Preface
Goal: Realtime data plot using Pandas.
This extra miles does not have anything to do with MQTT itself.
Disagreeable Code
The fact that the previous code works, does not means my previous code is not sucks. The code above also do not have any clarity about, how the limit view boundary works.
The class above also doing many things at once, collecting data in dataframe, and also drawing the plot chart. This makes the code less readable. Unreadable code above is unpleasant!
My code should be made to be ready to be read by other developer. My understanding reflect in my code. Shame on me if it looks ridiculously amateur.
Better Code
Consider clean up. Make things simple. Refactor to internal design, while preserving your working code. Read again, to avoid mistake sooner. No code enhancement, no new feature. Remain intact from external view.
Good separate of concern, can be achieved by making modular class. Extracting main class into two more supporting classes. This will save you time, whenever you read your own code.
Better code does not means not sucks either. But at least I can do something about it.
Issue
Face it like a man
We need to take care carefully, what property relies on specific class. And what property should be available in both supporting classes. Fail to do so, would only make your class more complex.
Experiment
I don’t know if what I do is right, or just another blunder. But here it is, what I did.
I have limited knowledge in UML and class refactoring. Please inform me if there’s something I can improve. Or even if I’m wrong.
A: Overview
Python Source Code
May the open source, be with you.
The source will splitted into multi classes
Main Program
The main program would be as simple as below:
import asyncio
from mq17Subscriber import mqSubscriber
mqSub = mqSubscriber()
try:
asyncio.run(mqSub.main())
except KeyboardInterrupt:
print("\nGoodbye!")
Running Script
You can runt the code by this command
❯ python 17-plot.py
25 : 21:30:08 - 21:30:24
Skeleton: mqSubscriber
You can imagine how simple the main class should be.

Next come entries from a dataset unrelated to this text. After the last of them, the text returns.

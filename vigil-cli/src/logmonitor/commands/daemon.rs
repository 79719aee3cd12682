//! `logmonitor daemon`: run the resident monitor in the foreground.

use anyhow::{Context, Result};

use vigil_core::LogMonitorConfig;
use vigil_logmon::start_blocking;

pub fn run(config: LogMonitorConfig) -> Result<()> {
    start_blocking(config).context("log monitor exited with error")
}
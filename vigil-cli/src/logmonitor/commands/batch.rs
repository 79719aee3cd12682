//! `logmonitor batch`: append `LEVEL|MESSAGE` lines as one contiguous batch.

use std::io::Read;
use std::path::{Path, PathBuf};

use anyhow::{Context, Result};
use clap::Args;

use vigil_core::LogMonitorConfig;
use vigil_logmon::paths::MAIN_LOG;
use vigil_logmon::{parse_batch, request_batch, LogError, LogMonitor};

#[derive(Args, Debug)]
pub struct BatchArgs {
    #[arg(short = 'n', long, default_value = MAIN_LOG)]
    pub name: String,

    /// Input file, or `-` for stdin.
    #[arg(short = 'f', long, default_value = "-")]
    pub file: PathBuf,

    #[arg(short = 't', long, default_value = "batch")]
    pub tag: String,
}

impl BatchArgs {
    pub fn run(self, config: &LogMonitorConfig) -> Result<()> {
        let input = read_input(&self.file)?;
        let parsed = parse_batch(&input, &self.tag);
        for (line, problem) in &parsed.problems {
            eprintln!("line {line}: {problem}");
        }

        let written = match request_batch(&config.dir, &self.name, &self.tag, &parsed.entries) {
            Ok(written) => written,
            Err(LogError::DaemonNotRunning { .. }) => {
                let monitor = LogMonitor::open(config)?;
                let written = monitor.append_batch(&self.name, &parsed.entries)?;
                monitor.close_all();
                written
            }
            Err(err) => return Err(err).context("failed to append batch"),
        };
        println!("{written} entries written");
        Ok(())
    }
}

fn read_input(file: &Path) -> Result<String> {
    if file.as_os_str() == "-" {
        let mut input = String::new();
        std::io::stdin()
            .read_to_string(&mut input)
            .context("failed to read batch from stdin")?;
        return Ok(input);
    }
    std::fs::read_to_string(file).with_context(|| format!("failed to read {}", file.display()))
}
//! Change source that stat-walks every target on a fixed interval.

use std::collections::{BTreeMap, BTreeSet};
use std::fs::{self, Metadata};
use std::io::ErrorKind;
use std::path::{Path, PathBuf};
use std::sync::mpsc::{self as std_mpsc, RecvTimeoutError};
use std::sync::{Arc, Mutex, MutexGuard, PoisonError};
use std::thread::{self, JoinHandle};
use std::time::{Duration, SystemTime};

use vigil_core::{EventKind, WatchEvent, WatchTarget};

use crate::error::WatchError;
use crate::source::{ChangeSource, EventSender, SourceKind};

pub struct PollSource {
    targets: Arc<Mutex<Vec<Polled>>>,
    stop_tx: Option<std_mpsc::Sender<()>>,
    thread: Option<JoinHandle<()>>,
}

struct Polled {
    target: WatchTarget,
    snapshot: Snapshot,
}

#[derive(Debug, Clone, Copy, PartialEq, Eq)]
struct FileStamp {
    modified: Option<SystemTime>,
    len: u64,
    is_dir: bool,
}

impl From<&Metadata> for FileStamp {
    fn from(meta: &Metadata) -> Self {
        Self {
            modified: meta.modified().ok(),
            len: meta.len(),
            is_dir: meta.is_dir(),
        }
    }
}

/// Every path under a target root (the root included) with its stamp.
#[derive(Debug, Clone, Default, PartialEq, Eq)]
pub(crate) struct Snapshot {
    entries: BTreeMap<PathBuf, FileStamp>,
}

impl Snapshot {
    /// `None` when the root itself no longer exists.
    pub(crate) fn capture(root: &Path, recursive: bool) -> Option<Snapshot> {
        let meta = fs::symlink_metadata(root).ok()?;
        let mut entries = BTreeMap::new();
        entries.insert(root.to_path_buf(), FileStamp::from(&meta));
        if !meta.is_dir() {
            return Some(Snapshot { entries });
        }

        let mut dirs = vec![root.to_path_buf()];
        let mut cursor = 0;
        while cursor < dirs.len() {
            let current = dirs[cursor].clone();
            cursor += 1;
            let Ok(listing) = fs::read_dir(&current) else {
                continue;
            };
            for entry in listing.flatten() {
                let Ok(meta) = entry.metadata() else {
                    continue;
                };
                let path = entry.path();
                if recursive && meta.is_dir() {
                    dirs.push(path.clone());
                }
                entries.insert(path, FileStamp::from(&meta));
            }
        }
        Some(Snapshot { entries })
    }

    /// Changes from `self` to `next`: deletions, then creations, then
    /// modifications, each in path order. Directory timestamp changes are
    /// not reported.
    ///
    /// A path that vanished and a new path carrying the identical stamp are
    /// taken as the two halves of a rename.
    pub(crate) fn diff(&self, next: &Snapshot, target: &Path) -> Vec<WatchEvent> {
        let mut deleted = Vec::new();
        let mut created = Vec::new();
        let mut modified = Vec::new();

        for (path, old) in &self.entries {
            match next.entries.get(path) {
                None => deleted.push(path),
                Some(new) if new.is_dir != old.is_dir => {
                    deleted.push(path);
                    created.push(path);
                }
                Some(new) if !new.is_dir && new != old => modified.push(path),
                Some(_) => {}
            }
        }
        for path in next.entries.keys() {
            if !self.entries.contains_key(path) {
                created.push(path);
            }
        }
        created.sort();

        let mut renamed = BTreeSet::new();
        for &from in &deleted {
            let Some(stamp) = self.entries.get(from) else {
                continue;
            };
            if next.entries.contains_key(from) {
                continue;
            }
            let to = created.iter().copied().find(|to| {
                !renamed.contains(to)
                    && !self.entries.contains_key(*to)
                    && next.entries.get(*to) == Some(stamp)
            });
            if let Some(to) = to {
                renamed.insert(from);
                renamed.insert(to);
            }
        }

        let event = |kind, path: &PathBuf| {
            let event = WatchEvent::new(target, kind, path.clone());
            if renamed.contains(path) {
                event.rename_half()
            } else {
                event
            }
        };
        deleted
            .into_iter()
            .map(|path| event(EventKind::Delete, path))
            .chain(created.into_iter().map(|path| event(EventKind::Create, path)))
            .chain(modified.into_iter().map(|path| event(EventKind::Modify, path)))
            .collect()
    }
}

impl PollSource {
    /// Start the polling thread. Targets are scanned every `interval`.
    pub fn new(tx: EventSender, interval: Duration) -> Self {
        let targets = Arc::new(Mutex::new(Vec::<Polled>::new()));
        let (stop_tx, stop_rx) = std_mpsc::channel::<()>();
        let shared = targets.clone();
        let thread = thread::spawn(move || loop {
            match stop_rx.recv_timeout(interval) {
                Err(RecvTimeoutError::Timeout) => {}
                Ok(()) | Err(RecvTimeoutError::Disconnected) => break,
            }
            let events = scan(&mut lock(&shared));
            for event in events {
                if tx.blocking_send(event).is_err() {
                    return;
                }
            }
        });
        Self {
            targets,
            stop_tx: Some(stop_tx),
            thread: Some(thread),
        }
    }
}

/// One polling pass over every target. Targets whose root vanished yield
/// `gone` and are dropped.
fn scan(targets: &mut Vec<Polled>) -> Vec<WatchEvent> {
    let mut out = Vec::new();
    targets.retain_mut(|polled| {
        let path = &polled.target.path;
        match Snapshot::capture(path, polled.target.recursive) {
            Some(next) => {
                out.extend(polled.snapshot.diff(&next, path));
                polled.snapshot = next;
                true
            }
            None => {
                out.push(WatchEvent::new(path, EventKind::Gone, path));
                false
            }
        }
    });
    out
}

impl ChangeSource for PollSource {
    fn kind(&self) -> SourceKind {
        SourceKind::Poll
    }

    fn add(&mut self, target: &WatchTarget) -> Result<(), WatchError> {
        if self.stop_tx.is_none() {
            return Err(WatchError::target(&target.path, "source is closed"));
        }
        if let Err(err) = fs::symlink_metadata(&target.path) {
            let reason = if err.kind() == ErrorKind::NotFound {
                "no such file or directory".to_string()
            } else {
                err.to_string()
            };
            return Err(WatchError::target(&target.path, reason));
        }
        let snapshot = Snapshot::capture(&target.path, target.recursive)
            .ok_or_else(|| WatchError::target(&target.path, "disappeared during registration"))?;
        tracing::debug!(
            path = %target.path.display(),
            entries = snapshot.entries.len(),
            "polling",
        );
        lock(&self.targets).push(Polled {
            target: target.clone(),
            snapshot,
        });
        Ok(())
    }

    fn remove(&mut self, path: &Path) {
        lock(&self.targets).retain(|polled| polled.target.path != path);
    }

    fn close(&mut self) {
        if let Some(stop) = self.stop_tx.take() {
            let _ = stop.send(());
        }
        if let Some(thread) = self.thread.take() {
            if thread.join().is_err() {
                tracing::error!("poll thread panicked");
            }
            tracing::debug!("poll source closed");
        }
    }
}

impl Drop for PollSource {
    fn drop(&mut self) {
        self.close();
    }
}

fn lock(targets: &Mutex<Vec<Polled>>) -> MutexGuard<'_, Vec<Polled>> {
    targets.lock().unwrap_or_else(PoisonError::into_inner)
}
pub mod admin;
pub mod batch;
pub mod daemon;
pub mod status;
pub mod tail;
pub mod write;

And each class skeleton is as below:
class mqSubscriber:
MAX_DURATION = 40
def __init__(self):
def update(self, new_num):
async def main(self):
My purpose is to get the program flow right. Not so quick and dirty as previous article.
Skeleton: mqDataFrame
This is almost exactly the same. Except the last two properties getter.
class mqDataFrame:
def __init__(self, max_duration):
def build_df_smooth(self):
def remove_old(self, index, new_time):
def update_data(self, index, new_num, new_time):
def get_timeframe(self):
def get_df_smooth(self):
Skeleton: mqChart
class mqChart:
def __init__(self, max_duration):
def chart_setup(self):
def update_ylimit(self, new_num):
def update_xlimit(self, index, new_time):
def update_view(self, index, timeframe, df_smooth):
You can see how the methods are quite different, with previous one. I splitted the limit updating method into each axis.
B: Subscriber Class
The main Class
Required Package
This require both supporting class:
import asyncio
import asyncio_mqtt as aiomqtt
from datetime import datetime
from mq17Chart import mqChart
from mq17DataFrame import mqDataFrame
Package Constructor
The index
properties is lingering anywhere.
class mqSubscriber:
# Maximum Buffered Data in Second
MAX_DURATION = 40
def __init__(self):
# save initial parameter
self.index = 0
self.mqCha = mqChart(self.MAX_DURATION)
self.mqDfr = mqDataFrame(self.MAX_DURATION)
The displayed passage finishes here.